Stored data entries:
────────────────────────────────────────

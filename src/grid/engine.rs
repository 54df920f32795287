//! Grid engine - builds the long and short ladders around a center price

use log::{debug, warn};
use rust_decimal::Decimal;
use rust_decimal_macros::dec;

use super::config::GridConfig;
use super::precision::to_decimal;
use super::types::{Ladder, LadderPair, Regime, Rung, Side};

/// Basis points per unit
pub const BPS: Decimal = dec!(10000);

/// Stateless ladder builder
#[derive(Debug, Clone, Copy, Default)]
pub struct GridEngine;

impl GridEngine {
    /// Price distance between adjacent levels: `mid * step_bps / 10000`
    pub fn step(mid: Decimal, step_bps: Decimal) -> Decimal {
        mid.checked_mul(step_bps)
            .map(|v| v / BPS)
            .unwrap_or(Decimal::ZERO)
    }

    /// Build raw long and short ladders around `mid`
    ///
    /// Long rungs sit below `mid` with strictly decreasing prices, short rungs
    /// above it with strictly increasing prices. Rung `level` carries
    /// `base_qty * qty_scale^(level-1)`. A non-positive `mid` yields two
    /// empty ladders.
    pub fn build_ladders(mid: Decimal, config: &GridConfig, regime: Regime) -> LadderPair {
        if mid <= Decimal::ZERO {
            warn!("Cannot build ladders around mid {}", mid);
            return LadderPair::empty(Decimal::ZERO);
        }

        let step = Self::step(mid, config.step_bps);
        if step <= Decimal::ZERO {
            warn!(
                "Grid step is not positive (mid={}, step_bps={}), skipping ladders",
                mid, config.step_bps
            );
            return LadderPair::empty(mid);
        }

        debug!(
            "Building ladders around {} with step {} in {:?} regime",
            mid, step, regime
        );

        LadderPair::new(
            Self::build_side(Side::Long, mid, step, config),
            Self::build_side(Side::Short, mid, step, config),
        )
    }

    /// Same as [`GridEngine::build_ladders`] for a host float mid
    ///
    /// NaN and infinite prices yield two empty ladders.
    pub fn build_ladders_f64(mid: f64, config: &GridConfig, regime: Regime) -> LadderPair {
        match to_decimal(mid) {
            Some(mid) => Self::build_ladders(mid, config, regime),
            None => {
                warn!("Cannot build ladders around non-finite mid {}", mid);
                LadderPair::empty(Decimal::ZERO)
            }
        }
    }

    fn build_side(side: Side, mid: Decimal, step: Decimal, config: &GridConfig) -> Ladder {
        let levels = config.levels(side);
        let floor = mid * config.min_price_fraction.max(Decimal::ZERO);
        let mut rungs = Vec::with_capacity(levels as usize);
        let mut qty = Some(config.base_qty);

        for level in 1..=levels {
            let Some(level_qty) = qty else {
                warn!("{:?} quantity overflow at level {}, truncating ladder", side, level);
                break;
            };

            let price = step
                .checked_mul(Decimal::from(level))
                .and_then(|offset| match side {
                    Side::Long => mid.checked_sub(offset),
                    Side::Short => mid.checked_add(offset),
                });
            let Some(price) = price else {
                warn!("{:?} price overflow at level {}, truncating ladder", side, level);
                break;
            };

            if side == Side::Long && (price <= floor || price <= Decimal::ZERO) {
                warn!(
                    "Long level {} price {} is below floor {}, truncating ladder at {} rungs",
                    level,
                    price,
                    floor,
                    rungs.len()
                );
                break;
            }

            rungs.push(Rung::new(side, level, price, level_qty));
            qty = level_qty.checked_mul(config.qty_scale);
        }

        Ladder::new(side, mid, rungs)
    }

    /// Whether the grid must be re-anchored at `new_mid`
    ///
    /// True when never centered (`last_center <= 0`) or when the move from the
    /// last center reaches `trigger_bps`.
    pub fn recenter_needed(last_center: Decimal, new_mid: Decimal, trigger_bps: Decimal) -> bool {
        if last_center <= Decimal::ZERO {
            return true;
        }
        if new_mid == last_center {
            return false;
        }

        let moved = (new_mid - last_center).abs();
        match moved.checked_mul(BPS).and_then(|v| v.checked_div(last_center)) {
            Some(moved_bps) => moved_bps >= trigger_bps,
            None => true,
        }
    }
}

/// Total quantity of an `n`-rung ladder: `base * (scale^n - 1) / (scale - 1)`
///
/// Uses `base * n` when `scale == 1`. `None` on overflow.
pub fn total_ladder_qty(base_qty: Decimal, qty_scale: Decimal, levels: u32) -> Option<Decimal> {
    if levels == 0 {
        return Some(Decimal::ZERO);
    }
    if qty_scale == Decimal::ONE {
        return base_qty.checked_mul(Decimal::from(levels));
    }

    let mut power = Decimal::ONE;
    for _ in 0..levels {
        power = power.checked_mul(qty_scale)?;
    }
    base_qty
        .checked_mul(power - Decimal::ONE)?
        .checked_div(qty_scale - Decimal::ONE)
}
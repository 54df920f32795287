//! Core data types for the hedge grid

use std::fmt;

use chrono::{DateTime, Utc};
use rust_decimal::Decimal;
use serde::{Deserialize, Serialize};

use super::errors::{GridError, GridResult};
use super::precision::to_decimal;

/// Prefix of every identifier produced by [`SlotId`]
pub const SLOT_ID_PREFIX: &str = "hg";

/// Book side in hedge mode
#[derive(Debug, Clone, Copy, PartialEq, Eq, Hash, PartialOrd, Ord, Serialize, Deserialize)]
pub enum Side {
    Long,
    Short,
}

impl Side {
    /// Returns the opposite side
    pub fn opposite(&self) -> Self {
        match self {
            Side::Long => Side::Short,
            Side::Short => Side::Long,
        }
    }

    /// Single-letter code used inside derived order ids
    pub fn as_str(&self) -> &'static str {
        match self {
            Side::Long => "L",
            Side::Short => "S",
        }
    }

    fn from_code(code: &str) -> Option<Self> {
        match code {
            "L" => Some(Side::Long),
            "S" => Some(Side::Short),
            _ => None,
        }
    }
}

/// Trend classification of the market
#[derive(Debug, Clone, Copy, PartialEq, Eq, Hash, Serialize, Deserialize, Default)]
pub enum Regime {
    Up,
    Down,
    #[default]
    Sideways,
}

impl Regime {
    /// The side whose direction opposes the trend, if trending
    pub fn counter_side(&self) -> Option<Side> {
        match self {
            Regime::Up => Some(Side::Short),
            Regime::Down => Some(Side::Long),
            Regime::Sideways => None,
        }
    }

    /// Check if the regime is directional
    pub fn is_trending(&self) -> bool {
        !matches!(self, Regime::Sideways)
    }
}

/// One priced and sized level of a ladder
#[derive(Debug, Clone, Copy, PartialEq, Eq, Hash, Serialize, Deserialize)]
pub struct Rung {
    pub side: Side,
    /// 1-based distance from the center in grid steps
    pub level: u32,
    pub price: Decimal,
    pub qty: Decimal,
}

impl Rung {
    pub fn new(side: Side, level: u32, price: Decimal, qty: Decimal) -> Self {
        Self {
            side,
            level,
            price,
            qty,
        }
    }

    /// Copy of this rung carrying a different quantity
    pub fn with_qty(&self, qty: Decimal) -> Self {
        Self { qty, ..*self }
    }

    /// Quote value of the rung; `None` on overflow
    pub fn notional(&self) -> Option<Decimal> {
        self.price.checked_mul(self.qty)
    }
}

/// Ordered rungs for one side, nearest-to-center first
#[derive(Debug, Clone, PartialEq, Eq, Hash, Serialize, Deserialize)]
pub struct Ladder {
    pub side: Side,
    pub center: Decimal,
    pub rungs: Vec<Rung>,
}

impl Ladder {
    pub fn new(side: Side, center: Decimal, rungs: Vec<Rung>) -> Self {
        Self {
            side,
            center,
            rungs,
        }
    }

    /// Ladder with no rungs
    pub fn empty(side: Side, center: Decimal) -> Self {
        Self::new(side, center, Vec::new())
    }

    pub fn len(&self) -> usize {
        self.rungs.len()
    }

    pub fn is_empty(&self) -> bool {
        self.rungs.is_empty()
    }

    /// Find the rung at a level
    pub fn get(&self, level: u32) -> Option<&Rung> {
        self.rungs.iter().find(|r| r.level == level)
    }

    pub fn prices(&self) -> Vec<Decimal> {
        self.rungs.iter().map(|r| r.price).collect()
    }

    pub fn quantities(&self) -> Vec<Decimal> {
        self.rungs.iter().map(|r| r.qty).collect()
    }

    pub fn total_qty(&self) -> Decimal {
        self.rungs.iter().map(|r| r.qty).sum()
    }

    /// Sum of rung notionals; `None` on overflow
    pub fn total_notional(&self) -> Option<Decimal> {
        self.rungs
            .iter()
            .try_fold(Decimal::ZERO, |acc, r| acc.checked_add(r.notional()?))
    }

    /// Keep only the `depth` rungs nearest the center
    pub fn truncated(&self, depth: usize) -> Self {
        Self::new(
            self.side,
            self.center,
            self.rungs.iter().take(depth).copied().collect(),
        )
    }

    /// New ladder with every quantity multiplied by `factor`
    pub fn scaled(&self, factor: Decimal) -> Self {
        Self::new(
            self.side,
            self.center,
            self.rungs.iter().map(|r| r.with_qty(r.qty * factor)).collect(),
        )
    }
}

/// Long and short ladders built around the same center
#[derive(Debug, Clone, PartialEq, Eq, Hash, Serialize, Deserialize)]
pub struct LadderPair {
    pub long: Ladder,
    pub short: Ladder,
}

impl LadderPair {
    pub fn new(long: Ladder, short: Ladder) -> Self {
        Self { long, short }
    }

    /// Two empty ladders
    pub fn empty(center: Decimal) -> Self {
        Self::new(
            Ladder::empty(Side::Long, center),
            Ladder::empty(Side::Short, center),
        )
    }

    pub fn side(&self, side: Side) -> &Ladder {
        match side {
            Side::Long => &self.long,
            Side::Short => &self.short,
        }
    }

    /// Replace the ladder for one side
    pub fn with_side(mut self, ladder: Ladder) -> Self {
        match ladder.side {
            Side::Long => self.long = ladder,
            Side::Short => self.short = ladder,
        }
        self
    }

    pub fn is_empty(&self) -> bool {
        self.long.is_empty() && self.short.is_empty()
    }

    /// All rungs, long side first
    pub fn rungs(&self) -> impl Iterator<Item = &Rung> {
        self.long.rungs.iter().chain(self.short.rungs.iter())
    }
}

/// One price bar fed to the regime detector
#[derive(Debug, Clone, Copy, PartialEq, Eq, Serialize, Deserialize)]
pub struct Bar {
    pub close: Decimal,
    pub high: Decimal,
    pub low: Decimal,
    pub timestamp: DateTime<Utc>,
}

impl Bar {
    pub fn new(close: Decimal, high: Decimal, low: Decimal, timestamp: DateTime<Utc>) -> Self {
        Self {
            close,
            high,
            low,
            timestamp,
        }
    }

    /// Bar derived from a single close, high and low equal to it
    pub fn from_close(close: Decimal, timestamp: DateTime<Utc>) -> Self {
        Self::new(close, close, close, timestamp)
    }

    /// Build from host floats; `None` if any value is not finite
    pub fn from_f64(close: f64, high: f64, low: f64, timestamp: DateTime<Utc>) -> Option<Self> {
        Some(Self::new(
            to_decimal(close)?,
            to_decimal(high)?,
            to_decimal(low)?,
            timestamp,
        ))
    }

    /// Check basic bar sanity: positive prices with `low <= close <= high`
    pub fn is_valid(&self) -> bool {
        self.close > Decimal::ZERO
            && self.low > Decimal::ZERO
            && self.low <= self.close
            && self.close <= self.high
    }
}

/// Funding observation reported by the data layer
#[derive(Debug, Clone, Copy, PartialEq, Eq, Serialize, Deserialize)]
pub struct FundingObservation {
    /// Rate per settlement as a fraction (0.0001 = 1 bp); positive means longs pay
    pub rate: Decimal,
    pub next_funding: DateTime<Utc>,
}

impl FundingObservation {
    pub fn new(rate: Decimal, next_funding: DateTime<Utc>) -> Self {
        Self { rate, next_funding }
    }
}

/// Exchange status of a live order
#[derive(Debug, Clone, Copy, PartialEq, Eq, Hash, Serialize, Deserialize)]
pub enum LiveOrderStatus {
    /// Sent, not yet acknowledged
    New,
    /// Resting on the book
    Open,
    PartiallyFilled,
    /// Cancel already requested
    PendingCancel,
}

impl LiveOrderStatus {
    /// Check if the order still occupies its slot
    pub fn is_resting(&self) -> bool {
        matches!(
            self,
            LiveOrderStatus::New | LiveOrderStatus::Open | LiveOrderStatus::PartiallyFilled
        )
    }
}

/// Snapshot of a currently-open order, owned by the execution layer
#[derive(Debug, Clone, PartialEq, Eq, Hash, Serialize, Deserialize)]
pub struct LiveOrder {
    pub id: String,
    pub side: Side,
    pub level: u32,
    pub price: Decimal,
    pub qty: Decimal,
    pub status: LiveOrderStatus,
}

impl LiveOrder {
    pub fn new(
        id: impl Into<String>,
        side: Side,
        level: u32,
        price: Decimal,
        qty: Decimal,
        status: LiveOrderStatus,
    ) -> Self {
        Self {
            id: id.into(),
            side,
            level,
            price,
            qty,
            status,
        }
    }

    /// Resting order mirroring a desired rung
    pub fn from_rung(rung: &Rung, generation: u64) -> Self {
        Self::new(
            SlotId::new(rung.side, rung.level, generation).to_string(),
            rung.side,
            rung.level,
            rung.price,
            rung.qty,
            LiveOrderStatus::Open,
        )
    }
}

/// Reconciliation action
#[derive(Debug, Clone, Copy, PartialEq, Eq, Hash, PartialOrd, Ord, Serialize, Deserialize)]
pub enum IntentAction {
    Cancel,
    Replace,
    Add,
}

/// Instruction for the execution layer
#[derive(Debug, Clone, PartialEq, Eq, Hash, Serialize, Deserialize)]
pub struct OrderIntent {
    pub action: IntentAction,
    pub side: Side,
    pub level: u32,
    pub price: Decimal,
    pub qty: Decimal,
    /// Stable identity of the slot for this generation
    pub derived_id: String,
    /// Live order targeted by a CANCEL or REPLACE
    #[serde(default, skip_serializing_if = "Option::is_none")]
    pub live_id: Option<String>,
}

impl OrderIntent {
    /// Place a new order for a rung
    pub fn add(rung: &Rung, generation: u64) -> Self {
        Self {
            action: IntentAction::Add,
            side: rung.side,
            level: rung.level,
            price: rung.price,
            qty: rung.qty,
            derived_id: SlotId::new(rung.side, rung.level, generation).to_string(),
            live_id: None,
        }
    }

    /// Atomically swap a live order for a rung
    pub fn replace(rung: &Rung, live: &LiveOrder, generation: u64) -> Self {
        Self {
            action: IntentAction::Replace,
            live_id: Some(live.id.clone()),
            ..Self::add(rung, generation)
        }
    }

    /// Cancel a live order
    pub fn cancel(live: &LiveOrder, side: Side, level: u32) -> Self {
        Self {
            action: IntentAction::Cancel,
            side,
            level,
            price: live.price,
            qty: live.qty,
            derived_id: live.id.clone(),
            live_id: Some(live.id.clone()),
        }
    }
}

/// Deterministic identity of a ladder slot: `hg-{L|S}-{level}-{generation}`
#[derive(Debug, Clone, Copy, PartialEq, Eq, Hash, PartialOrd, Ord)]
pub struct SlotId {
    pub side: Side,
    pub level: u32,
    pub generation: u64,
}

impl SlotId {
    pub fn new(side: Side, level: u32, generation: u64) -> Self {
        Self {
            side,
            level,
            generation,
        }
    }

    /// Parse an identifier produced by `Display`
    pub fn parse(id: &str) -> GridResult<Self> {
        let malformed = || GridError::MalformedOrderId(id.to_string());

        let mut parts = id.split('-');
        if parts.next() != Some(SLOT_ID_PREFIX) {
            return Err(malformed());
        }
        let side = parts.next().and_then(Side::from_code).ok_or_else(malformed)?;
        let level: u32 = parts
            .next()
            .and_then(|s| s.parse().ok())
            .filter(|l| *l >= 1)
            .ok_or_else(malformed)?;
        let generation: u64 = parts
            .next()
            .and_then(|s| s.parse().ok())
            .ok_or_else(malformed)?;
        if parts.next().is_some() {
            return Err(malformed());
        }

        Ok(Self::new(side, level, generation))
    }
}

impl fmt::Display for SlotId {
    fn fmt(&self, f: &mut fmt::Formatter<'_>) -> fmt::Result {
        write!(
            f,
            "{}-{}-{}-{}",
            SLOT_ID_PREFIX,
            self.side.as_str(),
            self.level,
            self.generation
        )
    }
}
impl GridConfig {
    /// Create a symmetric grid configuration
    ///
    /// # Arguments
    /// * `step_bps` - Level spacing in basis points of the center
    /// * `levels` - Rungs per side
    /// * `base_qty` - Quantity of the nearest rung
    /// * `qty_scale` - Geometric multiplier applied per level
    pub fn new(step_bps: Decimal, levels: u32, base_qty: Decimal, qty_scale: Decimal) -> Self {
        Self {
            step_bps,
            levels_long: levels,
            levels_short: levels,
            base_qty,
            qty_scale,
            min_price_fraction: default_min_price_fraction(),
            recenter_trigger_bps: default_recenter_trigger_bps(),
            take_profit_steps: default_take_profit_steps(),
            stop_loss_steps: 0,
            regime: RegimeConfig::default(),
            policy: PolicyConfig::default(),
            funding: FundingConfig::default(),
            diff: DiffConfig::default(),
        }
    }

    /// Builder: set per-side depth
    pub fn with_levels(mut self, long: u32, short: u32) -> Self {
        self.levels_long = long;
        self.levels_short = short;
        self
    }

    /// Builder: select shaping policy
    pub fn with_policy(mut self, kind: PolicyKind) -> Self {
        self.policy.name = kind;
        self
    }

    /// Builder: set counter-trend throttle
    pub fn with_counter_throttle(mut self, levels: u32, qty_scale: Decimal) -> Self {
        self.policy.counter_levels = levels;
        self.policy.counter_qty_scale = qty_scale;
        self
    }

    /// Builder: set core-and-scalp depth
    pub fn with_core_levels(mut self, levels: u32) -> Self {
        self.policy.core_levels = levels;
        self
    }

    /// Builder: set regime detector parameters
    pub fn with_regime(mut self, regime: RegimeConfig) -> Self {
        self.regime = regime;
        self
    }

    /// Builder: set funding throttle parameters
    pub fn with_funding(mut self, funding: FundingConfig) -> Self {
        self.funding = funding;
        self
    }

    /// Builder: set diff tolerance bands
    pub fn with_diff(mut self, diff: DiffConfig) -> Self {
        self.diff = diff;
        self
    }

    /// Builder: set recenter trigger
    pub fn with_recenter_trigger_bps(mut self, bps: Decimal) -> Self {
        self.recenter_trigger_bps = bps;
        self
    }

    /// Builder: set price floor fraction
    pub fn with_min_price_fraction(mut self, fraction: Decimal) -> Self {
        self.min_price_fraction = fraction;
        self
    }

    /// Builder: set exit distances for the exit layer
    pub fn with_exit_steps(mut self, take_profit: u32, stop_loss: u32) -> Self {
        self.take_profit_steps = take_profit;
        self.stop_loss_steps = stop_loss;
        self
    }

    /// Rungs configured for a side
    pub fn levels(&self, side: Side) -> u32 {
        match side {
            Side::Long => self.levels_long,
            Side::Short => self.levels_short,
        }
    }

    /// Validate the configuration
    pub fn validate(&self) -> GridResult<()> {
        if self.step_bps <= Decimal::ZERO {
            return Err(GridError::InvalidConfig("step_bps must be positive".into()));
        }

        if self.levels_long == 0 || self.levels_short == 0 {
            return Err(GridError::InvalidConfig(
                "levels per side must be at least 1".into(),
            ));
        }

        if self.base_qty <= Decimal::ZERO {
            return Err(GridError::InvalidConfig("base_qty must be positive".into()));
        }

        if self.qty_scale < Decimal::ONE {
            return Err(GridError::InvalidConfig(
                "qty_scale must be at least 1.0".into(),
            ));
        }

        if self.min_price_fraction <= Decimal::ZERO || self.min_price_fraction >= Decimal::ONE {
            return Err(GridError::InvalidConfig(
                "min_price_fraction must be in (0, 1)".into(),
            ));
        }

        if self.recenter_trigger_bps <= Decimal::ZERO {
            return Err(GridError::InvalidConfig(
                "recenter_trigger_bps must be positive".into(),
            ));
        }

        self.regime.validate()?;
        self.policy.validate()?;
        self.funding.validate()?;
        self.diff.validate()?;

        Ok(())
    }

    /// Load config from JSON file
    pub fn load_from_file(path: impl AsRef<std::path::Path>) -> GridResult<Self> {
        let content = std::fs::read_to_string(path)?;
        let config: Self = serde_json::from_str(&content)?;
        config.validate()?;
        Ok(config)
    }

    /// Save config to JSON file
    pub fn save_to_file(&self, path: impl AsRef<std::path::Path>) -> GridResult<()> {
        let content = serde_json::to_string_pretty(self)?;
        std::fs::write(path, content)?;
        Ok(())
    }
}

────────────────────────────────────────

[The task]: The answer must be every line from the records above that contains the word "detector", copied out.

[Your solution]:
/// One price bar fed to the regime detector
    /// Builder: set regime detector parameters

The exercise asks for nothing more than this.